For this exercise, output every line of the data as it stands.

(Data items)

──────

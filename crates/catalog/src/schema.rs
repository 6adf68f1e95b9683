//! Per-category metadata schema definitions.

use std::collections::BTreeMap;

use serde::{Deserialize, Serialize};
use serde_json::Value as JsonValue;

/// Free-form metadata carried by an item, validated against its category schema.
pub type MetadataRecord = BTreeMap<String, JsonValue>;

/// Declared type of a metadata field.
#[derive(Debug, Default, Copy, Clone, PartialEq, Eq, Serialize, Deserialize)]
#[serde(rename_all = "lowercase")]
pub enum FieldType {
    #[default]
    String,
    Number,
    Boolean,
}

/// Constraints for a single metadata field.
#[derive(Debug, Default, Clone, PartialEq, Serialize, Deserialize)]
pub struct FieldDef {
    #[serde(rename = "type")]
    pub field_type: FieldType,
    #[serde(default)]
    pub required: bool,
    /// Numeric lower bound (inclusive). Only meaningful for `Number` fields.
    pub min: Option<f64>,
    /// Numeric upper bound (inclusive). Only meaningful for `Number` fields.
    pub max: Option<f64>,
    /// Length bounds in characters. Only meaningful for `String` fields.
    pub min_length: Option<usize>,
    pub max_length: Option<usize>,
    /// Closed set of accepted values, when the field is an enumeration.
    pub allowed: Option<Vec<JsonValue>>,
}

/// Mapping of field name → definition every item of a category must satisfy.
///
/// An empty schema accepts any metadata record.
#[derive(Debug, Default, Clone, PartialEq, Serialize, Deserialize)]
#[serde(transparent)]
pub struct MetadataSchema {
    fields: BTreeMap<String, FieldDef>,
}

impl MetadataSchema {
    pub fn new() -> Self {
        Self::default()
    }

    pub fn with_field(mut self, name: impl Into<String>, def: FieldDef) -> Self {
        self.fields.insert(name.into(), def);
        self
    }

    pub fn field(&self, name: &str) -> Option<&FieldDef> {
        self.fields.get(name)
    }

    pub fn contains(&self, name: &str) -> bool {
        self.fields.contains_key(name)
    }

    pub fn is_empty(&self) -> bool {
        self.fields.is_empty()
    }

    pub fn iter(&self) -> impl Iterator<Item = (&String, &FieldDef)> {
        self.fields.iter()
    }
}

──────

→ Task solution:
filename crates/catalog/src/schema.rs
repository 6adf68f1e95b9683
//! Per-category metadata schema definitions.

use std::collections::BTreeMap;

use serde::{Deserialize, Serialize};
use serde_json::Value as JsonValue;

/// Free-form metadata carried by an item, validated against its category schema.
pub type MetadataRecord = BTreeMap<String, JsonValue>;

/// Declared type of a metadata field.
#[derive(Debug, Default, Copy, Clone, PartialEq, Eq, Serialize, Deserialize)]
#[serde(rename_all = "lowercase")]
pub enum FieldType {
    #[default]
    String,
    Number,
    Boolean,
}

/// Constraints for a single metadata field.
#[derive(Debug, Default, Clone, PartialEq, Serialize, Deserialize)]
pub struct FieldDef {
    #[serde(rename = "type")]
    pub field_type: FieldType,
    #[serde(default)]
    pub required: bool,
    /// Numeric lower bound (inclusive). Only meaningful for `Number` fields.
    pub min: Option<f64>,
    /// Numeric upper bound (inclusive). Only meaningful for `Number` fields.
    pub max: Option<f64>,
    /// Length bounds in characters. Only meaningful for `String` fields.
    pub min_length: Option<usize>,
    pub max_length: Option<usize>,
    /// Closed set of accepted values, when the field is an enumeration.
    pub allowed: Option<Vec<JsonValue>>,
}

/// Mapping of field name → definition every item of a category must satisfy.
///
/// An empty schema accepts any metadata record.
#[derive(Debug, Default, Clone, PartialEq, Serialize, Deserialize)]
#[serde(transparent)]
pub struct MetadataSchema {
    fields: BTreeMap<String, FieldDef>,
}

impl MetadataSchema {
    pub fn new() -> Self {
        Self::default()
    }

    pub fn with_field(mut self, name: impl Into<String>, def: FieldDef) -> Self {
        self.fields.insert(name.into(), def);
        self
    }

    pub fn field(&self, name: &str) -> Option<&FieldDef> {
        self.fields.get(name)
    }

    pub fn contains(&self, name: &str) -> bool {
        self.fields.contains_key(name)
    }

    pub fn is_empty(&self) -> bool {
        self.fields.is_empty()
    }

    pub fn iter(&self) -> impl Iterator<Item = (&String, &FieldDef)> {
        self.fields.iter()
    }
}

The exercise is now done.